§ **AIM OF THE EXERCISE**:
Each line of the records containing "derive" is to be copied out and returned.
▽
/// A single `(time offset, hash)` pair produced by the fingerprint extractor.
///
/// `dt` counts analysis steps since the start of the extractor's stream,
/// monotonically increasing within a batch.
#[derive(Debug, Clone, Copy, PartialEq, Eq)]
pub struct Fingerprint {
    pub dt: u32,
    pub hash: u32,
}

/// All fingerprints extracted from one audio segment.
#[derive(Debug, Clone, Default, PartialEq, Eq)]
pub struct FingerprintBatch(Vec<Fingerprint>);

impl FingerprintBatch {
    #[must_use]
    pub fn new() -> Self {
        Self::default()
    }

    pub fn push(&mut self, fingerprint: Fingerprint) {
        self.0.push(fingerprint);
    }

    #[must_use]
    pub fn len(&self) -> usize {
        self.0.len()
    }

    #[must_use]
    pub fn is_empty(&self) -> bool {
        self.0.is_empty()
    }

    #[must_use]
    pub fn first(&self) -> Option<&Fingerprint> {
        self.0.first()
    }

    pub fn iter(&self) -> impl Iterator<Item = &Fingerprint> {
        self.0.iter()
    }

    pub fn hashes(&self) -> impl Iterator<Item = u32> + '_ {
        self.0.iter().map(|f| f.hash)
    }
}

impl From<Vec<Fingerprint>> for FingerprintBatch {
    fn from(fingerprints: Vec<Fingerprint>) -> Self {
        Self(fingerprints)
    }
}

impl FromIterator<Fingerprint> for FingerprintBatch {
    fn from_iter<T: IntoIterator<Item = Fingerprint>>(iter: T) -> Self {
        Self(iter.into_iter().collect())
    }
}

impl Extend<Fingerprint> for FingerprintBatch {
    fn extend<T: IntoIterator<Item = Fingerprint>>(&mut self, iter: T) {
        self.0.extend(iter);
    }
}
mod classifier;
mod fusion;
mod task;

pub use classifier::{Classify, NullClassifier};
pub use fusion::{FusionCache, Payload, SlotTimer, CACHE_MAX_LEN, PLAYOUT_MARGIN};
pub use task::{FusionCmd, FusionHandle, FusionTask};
△
▽
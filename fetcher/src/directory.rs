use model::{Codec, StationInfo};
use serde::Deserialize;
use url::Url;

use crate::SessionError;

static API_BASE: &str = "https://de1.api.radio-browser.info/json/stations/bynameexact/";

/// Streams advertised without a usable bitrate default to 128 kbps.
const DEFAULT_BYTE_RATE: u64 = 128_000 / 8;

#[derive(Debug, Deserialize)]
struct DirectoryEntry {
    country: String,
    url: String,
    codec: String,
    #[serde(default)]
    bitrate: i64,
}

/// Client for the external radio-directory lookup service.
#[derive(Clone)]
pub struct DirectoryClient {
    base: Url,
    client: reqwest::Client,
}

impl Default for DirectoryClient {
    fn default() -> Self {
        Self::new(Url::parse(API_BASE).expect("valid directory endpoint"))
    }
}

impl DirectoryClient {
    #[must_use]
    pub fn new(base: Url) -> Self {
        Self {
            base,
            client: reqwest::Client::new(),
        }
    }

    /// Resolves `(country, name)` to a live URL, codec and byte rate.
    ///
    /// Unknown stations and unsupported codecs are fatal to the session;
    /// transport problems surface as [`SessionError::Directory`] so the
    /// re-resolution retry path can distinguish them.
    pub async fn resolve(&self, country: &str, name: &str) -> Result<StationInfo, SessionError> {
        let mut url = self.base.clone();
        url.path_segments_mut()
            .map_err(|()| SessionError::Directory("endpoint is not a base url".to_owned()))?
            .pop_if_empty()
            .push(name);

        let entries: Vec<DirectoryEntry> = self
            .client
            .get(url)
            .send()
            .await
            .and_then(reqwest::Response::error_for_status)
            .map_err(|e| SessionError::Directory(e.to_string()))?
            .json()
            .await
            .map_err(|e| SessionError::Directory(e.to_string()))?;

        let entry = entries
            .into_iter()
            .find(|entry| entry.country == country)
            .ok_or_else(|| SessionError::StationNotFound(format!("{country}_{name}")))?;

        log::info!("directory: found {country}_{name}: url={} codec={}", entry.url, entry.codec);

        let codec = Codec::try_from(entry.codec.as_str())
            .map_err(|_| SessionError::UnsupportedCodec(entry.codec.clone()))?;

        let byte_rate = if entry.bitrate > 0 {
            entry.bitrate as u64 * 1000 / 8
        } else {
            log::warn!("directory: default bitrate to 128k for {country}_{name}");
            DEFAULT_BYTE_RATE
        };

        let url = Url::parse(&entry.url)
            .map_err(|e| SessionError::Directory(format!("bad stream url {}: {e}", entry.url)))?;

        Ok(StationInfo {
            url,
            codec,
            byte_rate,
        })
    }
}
△
§ **OUTPUT OF THE TASK**:
#[derive(Debug, Clone, Copy, PartialEq, Eq)]
#[derive(Debug, Clone, Default, PartialEq, Eq)]
#[derive(Debug, Deserialize)]
#[derive(Clone)]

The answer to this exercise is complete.